As the Senate adapts its dramatic immigration bill to include severe border-strengthening measures Thursday, many House Republicans continue to blast reform regardless. The game-changing "Gang of Eight" bill, which would probably reduce the deficit by millions, all seems a bit much to some Republicans: “We don’t do big things very well around here,” as Mike Kelly (R-PA) put it. Yeah, you're only THE GOVERNMENT.

The Senate's reported add-on to the bill—which would, in an effort to pacify the Republican House, double Border Patrol security and construct hundreds of miles of fence—would add tens of millions of dollars to the gargantuan reform. As the Senate reportedly closes in on the deal, Senator Chuck Schumer (D-NY) hinted that the reform had been met with approval by the opposing party, saying discussions "have been really productive," and that "we've made a lot of progress in the last 24 hours."

The bill is expected to pass next week, just in time for the Fourth of July recess. Proponents of the bill are hoping for a thumbs-up from the majority of the Senate: if at least 70 members of the 100-strong Senate approve the bill, the 234 Republicans that make up the brunt of the House Of Representatives will be less able to stand in its way.

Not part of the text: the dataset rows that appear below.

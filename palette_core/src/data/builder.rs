//! Synthetic dataset generation: features + varied palette per sample.

use rand::rngs::StdRng;
use rand::seq::SliceRandom;
use rand::{Rng, SeedableRng};
use rayon::prelude::*;
use tracing::{debug, info};

use super::dataset::{Dataset, TrainingExample};
use crate::color::{basic_variation, enhanced_variation};
use crate::emotion::{EmotionColorMapping, EmotionProfile};
use crate::error::{PaletteError, PaletteResult};
use crate::features::{EnhancedFeatures, FeatureSynthesizer};
use crate::variant::Variant;

/// Generates `samples_per_emotion` examples for every emotion in a mapping.
///
/// Examples come out grouped by emotion in the mapping's canonical order.
/// Each sample gets its own seed drawn sequentially from the caller's RNG, so
/// the output is deterministic for a seeded RNG even though samples are
/// produced in parallel.
///
/// # Examples
///
/// ```
/// use face_palette_core::data::DatasetBuilder;
/// use face_palette_core::emotion::EmotionColorMapping;
/// use face_palette_core::Variant;
/// use rand::SeedableRng;
///
/// let mapping = EmotionColorMapping::builtin().unwrap();
/// let mut rng = rand::rngs::StdRng::seed_from_u64(7);
/// let dataset = DatasetBuilder::new(Variant::Enhanced, 3)
///     .build(&mapping, &mut rng)
///     .unwrap();
/// assert_eq!(dataset.len(), 3 * 7);
/// ```
#[derive(Debug, Clone, Copy, PartialEq, Eq)]
pub struct DatasetBuilder {
    variant: Variant,
    samples_per_emotion: usize,
}

impl DatasetBuilder {
    pub fn new(variant: Variant, samples_per_emotion: usize) -> Self {
        Self {
            variant,
            samples_per_emotion,
        }
    }

    pub fn variant(&self) -> Variant {
        self.variant
    }

    pub fn samples_per_emotion(&self) -> usize {
        self.samples_per_emotion
    }

    pub fn build<R: Rng + ?Sized>(
        &self,
        mapping: &EmotionColorMapping,
        rng: &mut R,
    ) -> PaletteResult<Dataset> {
        for profile in mapping.profiles() {
            if profile.palettes.is_empty() {
                return Err(PaletteError::EmptyCandidateSet {
                    emotion: profile.emotion,
                });
            }
        }

        info!(
            "Generating {} examples ({} emotions x {} samples, {} variant)",
            mapping.len() * self.samples_per_emotion,
            mapping.len(),
            self.samples_per_emotion,
            self.variant
        );

        let mut jobs = Vec::with_capacity(mapping.len() * self.samples_per_emotion);
        for profile in mapping.profiles() {
            debug!(
                "{}: {} base palettes",
                profile.emotion,
                profile.palettes.len()
            );
            for _ in 0..self.samples_per_emotion {
                jobs.push((profile, rng.gen::<u64>()));
            }
        }

        let examples = jobs
            .into_par_iter()
            .map(|(profile, seed)| {
                let mut sample_rng = StdRng::seed_from_u64(seed);
                self.generate_example(profile, &mut sample_rng)
            })
            .collect::<PaletteResult<Vec<_>>>()?;

        let dataset = Dataset::from_examples(self.variant.layout(), examples)?;
        info!("Generated {} examples", dataset.len());
        Ok(dataset)
    }

    /// Synthesize one example for a single emotion profile.
    ///
    /// RNG draws happen in a fixed order: descriptor, physical traits, seed,
    /// then the base palette choice.
    pub fn generate_example<R: Rng + ?Sized>(
        &self,
        profile: &EmotionProfile,
        rng: &mut R,
    ) -> PaletteResult<TrainingExample> {
        let features =
            FeatureSynthesizer::new(self.variant.layout()).synthesize(profile.emotion, rng);

        let palette = profile
            .palettes
            .choose(rng)
            .ok_or(PaletteError::EmptyCandidateSet {
                emotion: profile.emotion,
            })?;

        let target = match &features.enhanced {
            Some(EnhancedFeatures { physical, seed }) => {
                enhanced_variation(palette.rgb(), &profile.characteristics, physical, seed)
            }
            None => basic_variation(palette.rgb(), &profile.characteristics),
        };

        Ok(TrainingExample::new(
            features.to_flat(),
            target.to_vec(),
            profile.emotion,
        ))
    }
}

And stand in its way they will—as they are already. "Mother always told me that if 70 people jump off a cliff, you shouldn't follow them," Rep. Tom McClintock (R-Calif) Forrest-Gump-idly recalled. Even the Congressional Budget Office's estimates that the bill would likely reduce the deficit by $700 billion in a decade hasn't halted the bill-blasting: "It's not a rational study," insisted Rep. Mo Brooks (R-AL) calling it a haze of "smoke and mirrors."

Some Republicans have charged that the measure would hurt the U.S. job market (the CBO study concluded that unemployment would briefly rise) and bruise the economy. (The economy, the CBO also noted, would benefit from the taxes paid by now-undocumented citizens; and GDP would be boosted by about five percent over the next decade.)

Obama put it best: "I'm not going to get everything I want in this bill," he said, notably, with absolutely no reference to his mother. "And Republicans are not going to get everything they want."